Compliance Management, Privacy

Crypto student accuses WhatsApp of blocking calls to Saudi numbers

A cryptography Ph.D. student has accused WhatsApp of blocking calls to Saudi Arabia phone numbers and deceiving users about why the service does not work with the accounts.

New America Foundation advisor and PhD student studying applied cryptography at the French Institute for Research in Computer Science and Automation (Inria) Nadim Kobeissi wrote in a tweet on Wednesday that the messaging service claims that “they haven't coded in a block of encrypted calls and that a Saudi firewall is dropping connections.” The security researcher added, “Total. Lie.”

He published a detailed takedown of WhatsApp's claims on GitHub. “The only way the Saudi government could have stopped encrypted calls is by also dropping encrypted WhatsApp messages,” he wrote.

He said that the company appears to block encrypted calls to WhatsApp accounts Saudi phone numbers, even when the user is not located in Saudi Arabia.

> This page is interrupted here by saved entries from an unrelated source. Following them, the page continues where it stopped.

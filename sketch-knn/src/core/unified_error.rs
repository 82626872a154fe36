//! Unified error types for the sketch classifier

use thiserror::Error;

/// Unified error type for the library
#[derive(Debug, Error)]
pub enum KnnError {
    /// Operation requires a fitted classifier
    #[error("Classifier not ready: '{operation}' requires a fitted model")]
    NotReady { operation: String },

    /// Dimension or count mismatch between inputs
    #[error("Shape mismatch for {what}: expected {expected}, got {actual}")]
    ShapeMismatch {
        what: String,
        expected: String,
        actual: String,
    },

    /// Incompatible option pairing or out-of-range parameter
    #[error("Configuration error for '{field}': {message}")]
    Configuration { field: String, message: String },

    /// Spatial index construction failed
    #[error("Failed to build spatial index: {source}")]
    IndexBuild {
        #[from]
        source: linfa_nn::BuildError,
    },

    /// Nearest neighbour query failed inside an index
    #[error("Nearest neighbour search failed: {source}")]
    Search {
        #[from]
        source: linfa_nn::NnError,
    },

    /// File not found
    #[error("File not found: {path}")]
    FileNotFound { path: String },

    /// Invalid JSON
    #[error("Invalid JSON in '{path}': {source}")]
    InvalidJson {
        path: String,
        #[source]
        source: serde_json::Error,
    },

    /// Underlying I/O failure
    #[error("I/O error: {0}")]
    Io(#[from] std::io::Error),
}

/// Result type alias using KnnError
pub type KnnResult<T> = Result<T, KnnError>;

/// Helper functions for creating errors
pub mod errors {
    use super::KnnError;
    use std::fmt::Display;

    pub fn not_ready(operation: &str) -> KnnError {
        KnnError::NotReady {
            operation: operation.to_string(),
        }
    }

    pub fn shape_mismatch(what: &str, expected: impl Display, actual: impl Display) -> KnnError {
        KnnError::ShapeMismatch {
            what: what.to_string(),
            expected: expected.to_string(),
            actual: actual.to_string(),
        }
    }

    pub fn config_error(field: &str, message: impl Into<String>) -> KnnError {
        KnnError::Configuration {
            field: field.to_string(),
            message: message.into(),
        }
    }

    pub fn file_not_found(path: &str) -> KnnError {
        KnnError::FileNotFound {
            path: path.to_string(),
        }
    }

    pub fn invalid_json(path: &str, source: serde_json::Error) -> KnnError {
        KnnError::InvalidJson {
            path: path.to_string(),
            source,
        }
    }
}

This is contradictory to the service's FAQ, which state only that encrypted calls are unavailable in some countries. “If you are in one of these countries, you will not be able to place or receive calls,” the website states.

WhatsApp, a popular messaging service in the monarchy, is used exclusively for text messaging, according to a survey of Saudi users published in February.

Kobeissi examined WhatsApp's APK binary code, the file format used by the Android application and discovered evidence that “strongly supports” his initial suspicions that WhatsApp blocks encrypted calls based on the country code of the registered phone number.